**What this task involves:** First find the line with "action is not" in the entries below, then set down exactly every line through the line with "let intent = registry", that line included.

BEGIN Extracted records

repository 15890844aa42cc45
pub mod config;
pub mod error;
pub mod handlers;
pub mod models;
pub mod repositories;
pub mod services;
pub mod state;
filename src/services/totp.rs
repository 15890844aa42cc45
use data_encoding::BASE32;
use rand::RngCore;
use totp_rs::{Algorithm, TOTP};

use crate::error::AppError;

/// TOTPのステップ秒数
const PERIOD: u64 = 30;
/// 許容する時刻ずれ（前後ステップ数）
const SKEW: u8 = 1;
/// コード桁数
const DIGITS: usize = 6;

/// TOTP (Time-based One-Time Password) サービス
///
/// # Security
/// - シークレット平文はログに出力しない
/// - 検証は前後1ステップ（±30秒）を常に同じ組で照合する
#[derive(Clone)]
pub struct TotpService {
    issuer: String,
}

impl TotpService {
    /// 新しい TotpService を作成
    ///
    /// # Arguments
    /// * `issuer` - TOTP発行者名（アプリ名）
    pub fn new(issuer: String) -> Self {
        Self { issuer }
    }

    /// 20バイトのランダムシークレットを生成し、Base32でエンコード
    pub fn generate_secret() -> String {
        let mut bytes = [0u8; 20];
        rand::rngs::OsRng.fill_bytes(&mut bytes);
        BASE32.encode(&bytes)
    }

    /// otpauth:// 形式のプロビジョニングURIを生成
    ///
    /// 発行者・ラベル・アルゴリズム(SHA1)・桁数(6)・ステップ(30秒)を含む。
    pub fn provisioning_uri(&self, secret: &str, account_label: &str) -> Result<String, AppError> {
        let totp = self.create_totp(secret, account_label)?;
        Ok(totp.get_url())
    }

    /// QRコードを生成（PNG形式、Base64エンコード）
    ///
    /// 表示専用の成果物であり、セキュリティ上の契約はURI側にある。
    pub fn qr_code_base64(&self, secret: &str, account_label: &str) -> Result<String, AppError> {
        let totp = self.create_totp(secret, account_label)?;

        totp.get_qr_base64().map_err(|e| {
            tracing::error!(error = %e, "QRコード生成エラー");
            AppError::Internal(anyhow::anyhow!("qr code generation error"))
        })
    }

    /// TOTPコードを現在時刻で検証
    ///
    /// # Note
    /// 前後1ステップの時間ウィンドウを許容（±30秒）。
    /// 不正なシークレット・コード形式は false（呼び出し側へエラーは返さない）。
    pub fn verify_code(&self, secret: &str, code: &str) -> bool {
        let now = match std::time::SystemTime::now().duration_since(std::time::UNIX_EPOCH) {
            Ok(d) => d.as_secs(),
            Err(e) => {
                tracing::error!(error = ?e, "システム時刻取得エラー");
                return false;
            }
        };
        self.verify_code_at(secret, code, now)
    }

    /// TOTPコードを指定時刻で検証（テストで時刻を固定するため分離）
    pub fn verify_code_at(&self, secret: &str, code: &str, unix_time: u64) -> bool {
        // 入力検証: コードは6桁の数字のみ
        if code.len() != DIGITS || !code.chars().all(|c| c.is_ascii_digit()) {
            return false;
        }

        let Ok(secret_bytes) = BASE32.decode(secret.as_bytes()) else {
            tracing::warn!("Base32として不正なシークレット（検証失敗として扱う）");
            return false;
        };

        let Ok(totp) = TOTP::new(
            Algorithm::SHA1,
            DIGITS,
            SKEW,
            PERIOD,
            secret_bytes,
            None,
            String::new(),
        ) else {
            tracing::warn!("TOTP構築不能なシークレット（検証失敗として扱う）");
            return false;
        };

        // check は skew の3エポック分を常に照合する
        totp.check(code, unix_time)
    }

    /// TOTP オブジェクトを作成（URI・QRコード生成用）
    fn create_totp(&self, secret: &str, account_label: &str) -> Result<TOTP, AppError> {
        let secret_bytes = BASE32.decode(secret.as_bytes()).map_err(|e| {
            tracing::error!(error = ?e, "シークレットのBase32デコードエラー");
            AppError::Internal(anyhow::anyhow!("invalid base32 secret"))
        })?;

        TOTP::new(
            Algorithm::SHA1,
            DIGITS,
            SKEW,
            PERIOD,
            secret_bytes,
            Some(self.issuer.clone()),
            account_label.to_string(),
        )
        .map_err(|e| {
            tracing::error!(error = %e, "TOTP作成エラー");
            AppError::Internal(anyhow::anyhow!("totp creation error"))
        })
    }
}

#[cfg(test)]
mod tests {
    use super::*;

    fn create_test_service() -> TotpService {
        TotpService::new("TestApp".to_string())
    }

    /// 指定時刻の正しいコードを計算するテストヘルパー
    fn code_at(secret: &str, unix_time: u64) -> String {
        let secret_bytes = BASE32.decode(secret.as_bytes()).unwrap();
        let totp = TOTP::new(
            Algorithm::SHA1,
            DIGITS,
            SKEW,
            PERIOD,
            secret_bytes,
            None,
            String::new(),
        )
        .unwrap();
        totp.generate(unix_time)
    }

    #[test]
    fn test_generate_secret() {
        let secret = TotpService::generate_secret();
        // Base32エンコードされた20バイト = 32文字
        assert_eq!(secret.len(), 32);
        assert!(
            secret
                .chars()
                .all(|c| "ABCDEFGHIJKLMNOPQRSTUVWXYZ234567".contains(c))
        );
    }

    #[test]
    fn test_provisioning_uri_contains_parameters() {
        let service = create_test_service();
        let secret = TotpService::generate_secret();

        let uri = service
            .provisioning_uri(&secret, "user@example.com")
            .unwrap();
        assert!(uri.starts_with("otpauth://totp/"));
        assert!(uri.contains("TestApp"));
        assert!(uri.contains(&secret));
    }

    #[test]
    fn test_qr_code_base64() {
        let service = create_test_service();
        let secret = TotpService::generate_secret();

        let qr = service.qr_code_base64(&secret, "user@example.com").unwrap();
        assert!(!qr.is_empty());
    }

    #[test]
    fn test_clock_skew_tolerance_boundaries() {
        let service = create_test_service();
        let secret = TotpService::generate_secret();
        // ステップ境界に揃えた時刻（30の倍数）
        let t: u64 = 1_700_000_010;
        assert_eq!(t % PERIOD, 0);

        let code = code_at(&secret, t);

        // ±30秒は許容、±60秒は拒否
        assert!(service.verify_code_at(&secret, &code, t));
        assert!(service.verify_code_at(&secret, &code, t - 30));
        assert!(service.verify_code_at(&secret, &code, t + 30));
        assert!(!service.verify_code_at(&secret, &code, t - 60));
        assert!(!service.verify_code_at(&secret, &code, t + 60));
    }

    #[test]
    fn test_verify_invalid_code_format() {
        let service = create_test_service();
        let secret = TotpService::generate_secret();

        // 6桁でない
        assert!(!service.verify_code(&secret, "12345"));
        // 数字以外を含む
        assert!(!service.verify_code(&secret, "12345a"));
        // 空
        assert!(!service.verify_code(&secret, ""));
    }

    #[test]
    fn test_verify_malformed_secret_returns_false() {
        let service = create_test_service();
        // Base32ではないシークレットはエラーではなく検証失敗
        assert!(!service.verify_code("not-base32-at-all!", "123456"));
        // 短すぎるシークレットも同様
        assert!(!service.verify_code("AAAA", "123456"));
    }
}
// Copyright (c) 2025 Steve Wagner (ciroque@live.com)
// SPDX-License-Identifier: MIT

//! Pipeline validation.
//!
//! Everything an author can get wrong without running the pipeline is caught
//! here, and every finding is reported at once:
//!
//! 1. **Uniqueness**: step ids are unique
//! 2. **References**: every action is registered
//! 3. **Arguments**: each step's arguments pass its action's static checks,
//!    so malformed expressions and paths fail before any data is touched
//! 4. **Fan pairing**: every scatter is closed by a later gather and every
//!    gather closes an open scatter; pairs nest like parentheses
//!
//! # Example
//! ```rust
//! use dagwood_transforms::config::{validate_pipeline, PipelineConfig, StepConfig, ExecutorOptions};
//! use dagwood_transforms::registry::ActionRegistry;
//! use serde_json::json;
//!
//! let registry = ActionRegistry::with_core_transforms().unwrap();
//! let config = PipelineConfig {
//!     executor_options: ExecutorOptions::default(),
//!     steps: vec![StepConfig {
//!         id: "evens".to_string(),
//!         action: "core.transform.filter".to_string(),
//!         args: json!({"items": [1, 2], "python_lambda": "lambda x: x % 2 == 0"}),
//!     }],
//! };
//!
//! assert!(validate_pipeline(&config, &registry).is_ok());
//! ```

use std::collections::{BTreeMap, HashSet};

use crate::config::loader::{PipelineConfig, StepConfig};
use crate::errors::ValidationError;
use crate::observability::messages::validation::{
    DuplicateStepId, InvalidStepArguments, UnbalancedFanOut, UnknownActionReferenced,
};
use crate::observability::messages::StructuredLog;
use crate::registry::ActionRegistry;
use crate::traits::ActionIntent;

pub fn validate_pipeline(
    config: &PipelineConfig,
    registry: &ActionRegistry,
) -> Result<(), Vec<ValidationError>> {
    let mut errors = Vec::new();

    errors.extend(validate_unique_step_ids(&config.steps));
    errors.extend(validate_step_actions(&config.steps, registry));
    if let Err(fan_errors) = pair_fan_steps(&config.steps, registry) {
        errors.extend(fan_errors);
    }

    if errors.is_empty() {
        Ok(())
    } else {
        Err(errors)
    }
}

fn validate_unique_step_ids(steps: &[StepConfig]) -> Vec<ValidationError> {
    let mut seen_ids = HashSet::new();
    let mut errors = Vec::new();

    for step in steps {
        if !seen_ids.insert(step.id.as_str()) {
            DuplicateStepId { step_id: &step.id }.log();
            errors.push(ValidationError::DuplicateStepId {
                step_id: step.id.clone(),
            });
        }
    }

    errors
}

fn validate_step_actions(steps: &[StepConfig], registry: &ActionRegistry) -> Vec<ValidationError> {
    let mut errors = Vec::new();

    for step in steps {
        let Some(action) = registry.get(&step.action) else {
            UnknownActionReferenced {
                step_id: &step.id,
                action: &step.action,
            }
            .log();
            errors.push(ValidationError::UnknownAction {
                step_id: step.id.clone(),
                action: step.action.clone(),
            });
            continue;
        };

        if let Err(error) = action.validate(&step.args) {
            InvalidStepArguments {
                step_id: &step.id,
                action: &step.action,
                error: &error,
            }
            .log();
            errors.push(ValidationError::InvalidStepArguments {
                step_id: step.id.clone(),
                error,
            });
        }
    }

    errors
}

/// Matches each scatter step to the gather that closes it.
///
/// Returns scatter index to gather index. Steps whose action is not
/// registered are treated as ordinary compute steps.
pub fn pair_fan_steps(
    steps: &[StepConfig],
    registry: &ActionRegistry,
) -> Result<BTreeMap<usize, usize>, Vec<ValidationError>> {
    let mut open: Vec<usize> = Vec::new();
    let mut pairs = BTreeMap::new();
    let mut errors = Vec::new();

    for (index, step) in steps.iter().enumerate() {
        let intent = registry
            .get(&step.action)
            .map_or(ActionIntent::Compute, |action| action.intent());

        match intent {
            ActionIntent::Compute => {}
            ActionIntent::FanOut => open.push(index),
            ActionIntent::FanIn => match open.pop() {
                Some(scatter) => {
                    pairs.insert(scatter, index);
                }
                None => {
                    UnbalancedFanOut {
                        step_id: &step.id,
                        reason: "gathers without an open scatter",
                    }
                    .log();
                    errors.push(ValidationError::UnmatchedGather {
                        step_id: step.id.clone(),
                    });
                }
            },
        }
    }

    for scatter in open {
        let step_id = &steps[scatter].id;
        UnbalancedFanOut {
            step_id,
            reason: "scatters but is never gathered",
        }
        .log();
        errors.push(ValidationError::UnclosedScatter {
            step_id: step_id.clone(),
        });
    }

    if errors.is_empty() {
        Ok(pairs)
    } else {
        Err(errors)
    }
}

#[cfg(test)]
mod tests {
    use super::*;
    use crate::config::loader::ExecutorOptions;
    use crate::errors::ErrorKind;
    use serde_json::{json, Value};

    fn step(id: &str, action: &str, args: Value) -> StepConfig {
        StepConfig {
            id: id.to_string(),
            action: format!("core.transform.{}", action),
            args,
        }
    }

    fn pipeline(steps: Vec<StepConfig>) -> PipelineConfig {
        PipelineConfig {
            executor_options: ExecutorOptions::default(),
            steps,
        }
    }

    fn scatter(id: &str) -> StepConfig {
        step(id, "scatter", json!({"collection": "${{ input.items }}"}))
    }

    fn gather(id: &str) -> StepConfig {
        step(id, "gather", json!({"items": "steps.inner"}))
    }

    fn registry() -> ActionRegistry {
        ActionRegistry::with_core_transforms().unwrap()
    }

    #[test]
    fn test_valid_nested_fan_out() {
        let steps = vec![
            scatter("outer"),
            scatter("inner_scatter"),
            step("inner", "apply", json!({"value": "${{ item }}", "python_lambda": "lambda x: x"})),
            gather("inner_gather"),
            gather("outer_gather"),
        ];
        let pairs = pair_fan_steps(&steps, &registry()).unwrap();
        assert_eq!(pairs.get(&0), Some(&4));
        assert_eq!(pairs.get(&1), Some(&3));
        assert!(validate_pipeline(&pipeline(steps), &registry()).is_ok());
    }

    #[test]
    fn test_all_errors_reported_together() {
        let steps = vec![
            step("a", "compact", json!({"items": []})),
            step("a", "compact", json!({"items": []})),
            step("b", "explode", json!({})),
            step("c", "filter", json!({"items": [], "python_lambda": "import os"})),
            gather("g"),
            scatter("s"),
        ];

        let errors = validate_pipeline(&pipeline(steps), &registry()).unwrap_err();
        assert_eq!(errors.len(), 5, "{:?}", errors);
        assert!(errors.contains(&ValidationError::DuplicateStepId { step_id: "a".into() }));
        assert!(errors.contains(&ValidationError::UnknownAction {
            step_id: "b".into(),
            action: "core.transform.explode".into(),
        }));
        assert!(errors.contains(&ValidationError::UnmatchedGather { step_id: "g".into() }));
        assert!(errors.contains(&ValidationError::UnclosedScatter { step_id: "s".into() }));

        let compile_error = errors.iter().find_map(|e| match e {
            ValidationError::InvalidStepArguments { step_id, error } if step_id == "c" => Some(error),
            _ => None,
        });
        assert_eq!(compile_error.map(|e| e.kind()), Some(ErrorKind::Compilation));
    }

    #[test]
    fn test_argument_shape_errors() {
        let cases = vec![
            step("unknown_arg", "compact", json!({"items": [], "extra": true})),
            step("missing_arg", "map", json!({"items": []})),
            step("not_a_list", "compact", json!({"items": 5})),
            step("bad_path", "deduplicate", json!({"items": [], "keys": ["a..b"]})),
            step("bad_strategy", "gather", json!({"items": "x", "error_strategy": "retry"})),
        ];

        for case in cases {
            let id = case.id.clone();
            let errors = validate_pipeline(&pipeline(vec![case]), &registry()).unwrap_err();
            let found = errors.iter().any(|e| {
                matches!(e, ValidationError::InvalidStepArguments { error, .. } if error.kind() == ErrorKind::InvalidArgument)
            });
            assert!(found, "{}: {:?}", id, errors);
        }
    }

    #[test]
    fn test_expression_alias_accepted() {
        let steps = vec![step(
            "m",
            "map",
            json!({"items": "${{ input.rows }}", "expression": "x -> x"}),
        )];
        assert!(validate_pipeline(&pipeline(steps), &registry()).is_ok());
    }
}
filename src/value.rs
// Copyright (c) 2025 Steve Wagner (ciroque@live.com)
// SPDX-License-Identifier: MIT

//! Helpers over the JSON value model shared by the sandbox, the path resolver
//! and the transforms.
//!
//! Every item that flows through a pipeline step is a `serde_json::Value`.
//! This module pins down the few places where the transforms need semantics
//! the JSON model does not give us directly:
//!
//! * **Truthiness** - which values count as "false" for `filter` and boolean logic
//! * **Numeric view** - integers and floats compare and hash as one number line
//! * **Value keys** - structural hashing so any value can be a set member or
//!   a deduplication key component

use serde_json::{Number, Value};
use std::cmp::Ordering;
use std::hash::{Hash, Hasher};

/// Numeric view of a JSON number.
#[derive(Debug, Clone, Copy, PartialEq)]
pub enum Num {
    Int(i64),
    Float(f64),
}

impl Num {
    /// Numeric view of `value`. Booleans are not numbers.
    pub fn from_value(value: &Value) -> Option<Num> {
        match value {
            Value::Number(n) => Some(Num::from_number(n)),
            _ => None,
        }
    }

    pub fn from_number(n: &Number) -> Num {
        if let Some(i) = n.as_i64() {
            Num::Int(i)
        } else {
            // u64 beyond i64::MAX and every float land here
            Num::Float(n.as_f64().unwrap_or(f64::NAN))
        }
    }

    pub fn as_f64(self) -> f64 {
        match self {
            Num::Int(i) => i as f64,
            Num::Float(f) => f,
        }
    }

    /// Integral value of this number, if it has one that fits an `i64`.
    pub fn as_integral(self) -> Option<i64> {
        match self {
            Num::Int(i) => Some(i),
            Num::Float(f) if f.fract() == 0.0 && f >= -I64_BOUND && f < I64_BOUND => {
                Some(f as i64)
            }
            Num::Float(_) => None,
        }
    }

    /// Exact ordering. Integers are never rounded through `f64`, so
    /// `2^53 + 1` and `2^53` as a float compare unequal.
    pub fn compare(self, other: Num) -> Option<Ordering> {
        match (self, other) {
            (Num::Int(a), Num::Int(b)) => Some(a.cmp(&b)),
            (Num::Int(a), Num::Float(f)) => compare_int_float(a, f),
            (Num::Float(f), Num::Int(b)) => compare_int_float(b, f).map(Ordering::reverse),
            (Num::Float(a), Num::Float(b)) => a.partial_cmp(&b),
        }
    }

    /// Converts back into a JSON value. Non-finite floats have no JSON form.
    pub fn into_value(self) -> Option<Value> {
        match self {
            Num::Int(i) => Some(Value::from(i)),
            Num::Float(f) => Number::from_f64(f).map(Value::Number),
        }
    }
}

/// 2^63, the first float above every `i64`.
const I64_BOUND: f64 = 9_223_372_036_854_775_808.0;

fn compare_int_float(int: i64, float: f64) -> Option<Ordering> {
    if float.is_nan() {
        return None;
    }
    if float >= I64_BOUND {
        return Some(Ordering::Less);
    }
    if float < -I64_BOUND {
        return Some(Ordering::Greater);
    }
    let floor = float.floor();
    match int.cmp(&(floor as i64)) {
        Ordering::Equal if float > floor => Some(Ordering::Less),
        ordering => Some(ordering),
    }
}

/// Python-style truthiness: `null`, `false`, zero, `""`, `[]` and `{}` are falsy.
pub fn is_truthy(value: &Value) -> bool {
    match value {
        Value::Null => false,
        Value::Bool(b) => *b,
        Value::Number(n) => Num::from_number(n).as_f64() != 0.0,
        Value::String(s) => !s.is_empty(),
        Value::Array(a) => !a.is_empty(),
        Value::Object(o) => !o.is_empty(),
    }
}

/// Type name used in diagnostics.
pub fn type_name(value: &Value) -> &'static str {
    match value {
        Value::Null => "None",
        Value::Bool(_) => "bool",
        Value::Number(n) => match Num::from_number(n) {
            Num::Int(_) => "int",
            Num::Float(_) => "float",
        },
        Value::String(_) => "str",
        Value::Array(_) => "list",
        Value::Object(_) => "dict",
    }
}

/// Structural equality where `1 == 1.0` and booleans never equal numbers.
pub fn values_equal(a: &Value, b: &Value) -> bool {
    match (a, b) {
        (Value::Number(x), Value::Number(y)) => {
            Num::from_number(x).compare(Num::from_number(y)) == Some(Ordering::Equal)
        }
        (Value::Array(x), Value::Array(y)) => {
            x.len() == y.len() && x.iter().zip(y).all(|(l, r)| values_equal(l, r))
        }
        (Value::Object(x), Value::Object(y)) => {
            x.len() == y.len()
                && x
                    .iter()
                    .all(|(k, v)| y.get(k).is_some_and(|other| values_equal(v, other)))
        }
        _ => a == b,
    }
}

/// A JSON value usable as a `HashMap`/`HashSet` key.
///
/// Equality is [`values_equal`]; hashing agrees with it: integral floats hash
/// like the matching integer and mapping entries hash independently of order.
#[derive(Debug, Clone)]
pub struct ValueKey(pub Value);

impl ValueKey {
    pub fn new(value: Value) -> Self {
        Self(value)
    }

    pub fn into_inner(self) -> Value {
        self.0
    }
}

impl PartialEq for ValueKey {
    fn eq(&self, other: &Self) -> bool {
        values_equal(&self.0, &other.0)
    }
}

impl Eq for ValueKey {}

impl Hash for ValueKey {
    fn hash<H: Hasher>(&self, state: &mut H) {
        hash_value(&self.0, state);
    }
}

fn hash_value<H: Hasher>(value: &Value, state: &mut H) {
    match value {
        Value::Null => 0u8.hash(state),
        Value::Bool(b) => {
            1u8.hash(state);
            b.hash(state);
        }
        Value::Number(n) => {
            2u8.hash(state);
            let num = Num::from_number(n);
            match num.as_integral() {
                Some(i) => i.hash(state),
                None => {
                    let f = num.as_f64();
                    // -0.0 is integral, so only non-integral bits reach here
                    f.to_bits().hash(state);
                }
            }
        }
        Value::String(s) => {
            3u8.hash(state);
            s.hash(state);
        }
        Value::Array(items) => {
            4u8.hash(state);
            items.len().hash(state);
            for item in items {
                hash_value(item, state);
            }
        }
        Value::Object(map) => {
            5u8.hash(state);
            map.len().hash(state);
            let mut keys: Vec<&String> = map.keys().collect();
            keys.sort();
            for key in keys {
                key.hash(state);
                hash_value(&map[key.as_str()], state);
            }
        }
    }
}

#[cfg(test)]
mod tests {
    use super::*;
    use serde_json::json;
    use std::collections::HashSet;

    #[test]
    fn test_truthiness_table() {
        let cases = vec![
            (json!(null), false),
            (json!(false), false),
            (json!(true), true),
            (json!(0), false),
            (json!(0.0), false),
            (json!(-3), true),
            (json!(""), false),
            (json!("a"), true),
            (json!([]), false),
            (json!([0]), true),
            (json!({}), false),
            (json!({"a": null}), true),
        ];

        for (value, expected) in cases {
            assert_eq!(is_truthy(&value), expected, "truthiness of {}", value);
        }
    }

    #[test]
    fn test_int_and_float_keys_collide() {
        let mut set = HashSet::new();
        set.insert(ValueKey::new(json!(1)));
        assert!(set.contains(&ValueKey::new(json!(1.0))));
        assert!(!set.contains(&ValueKey::new(json!(true))));
        assert!(!set.contains(&ValueKey::new(json!("1"))));
    }

    #[test]
    fn test_large_int_float_equality_is_exact() {
        let cases = vec![
            (json!(9007199254740993i64), json!(9007199254740992.0), false),
            (json!(9007199254740992i64), json!(9007199254740992.0), true),
            (json!(i64::MAX), json!(9.223372036854776e18), false),
            (json!(i64::MIN), json!(-9.223372036854776e18), true),
            (json!(3), json!(3.5), false),
            (json!(-4), json!(-4.0), true),
        ];

        for (int, float, equal) in cases {
            assert_eq!(values_equal(&int, &float), equal, "{} == {}", int, float);
            assert_eq!(values_equal(&float, &int), equal, "{} == {}", float, int);

            let mut set = HashSet::new();
            set.insert(ValueKey::new(float.clone()));
            assert_eq!(set.contains(&ValueKey::new(int.clone())), equal, "{} in {{{}}}", int, float);
        }
    }

    #[test]
    fn test_int_float_ordering() {
        let cases = vec![
            (Num::Int(3), Num::Float(3.5), Some(Ordering::Less)),
            (Num::Int(-3), Num::Float(-3.5), Some(Ordering::Greater)),
            (Num::Float(2.0), Num::Int(2), Some(Ordering::Equal)),
            (Num::Int(i64::MAX), Num::Float(I64_BOUND), Some(Ordering::Less)),
            (Num::Int(0), Num::Float(f64::NEG_INFINITY), Some(Ordering::Greater)),
            (Num::Int(0), Num::Float(f64::NAN), None),
        ];

        for (a, b, expected) in cases {
            assert_eq!(a.compare(b), expected, "{:?} vs {:?}", a, b);
        }
    }

    #[test]
    fn test_object_keys_ignore_entry_order() {
        let a: Value = serde_json::from_str(r#"{"x": 1, "y": [1, 2]}"#).unwrap();
        let b: Value = serde_json::from_str(r#"{"y": [1, 2.0], "x": 1}"#).unwrap();

        let mut set = HashSet::new();
        set.insert(ValueKey::new(a));
        assert!(set.contains(&ValueKey::new(b)));
    }

    #[test]
    fn test_type_names() {
        assert_eq!(type_name(&json!(1)), "int");
        assert_eq!(type_name(&json!(1.5)), "float");
        assert_eq!(type_name(&json!({})), "dict");
        assert_eq!(type_name(&json!(null)), "None");
    }
}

END Extracted records

**Response to the exercise:**
/// Returns scatter index to gather index. Steps whose action is not
/// registered are treated as ordinary compute steps.
pub fn pair_fan_steps(
    steps: &[StepConfig],
    registry: &ActionRegistry,
) -> Result<BTreeMap<usize, usize>, Vec<ValidationError>> {
    let mut open: Vec<usize> = Vec::new();
    let mut pairs = BTreeMap::new();
    let mut errors = Vec::new();

    for (index, step) in steps.iter().enumerate() {
        let intent = registry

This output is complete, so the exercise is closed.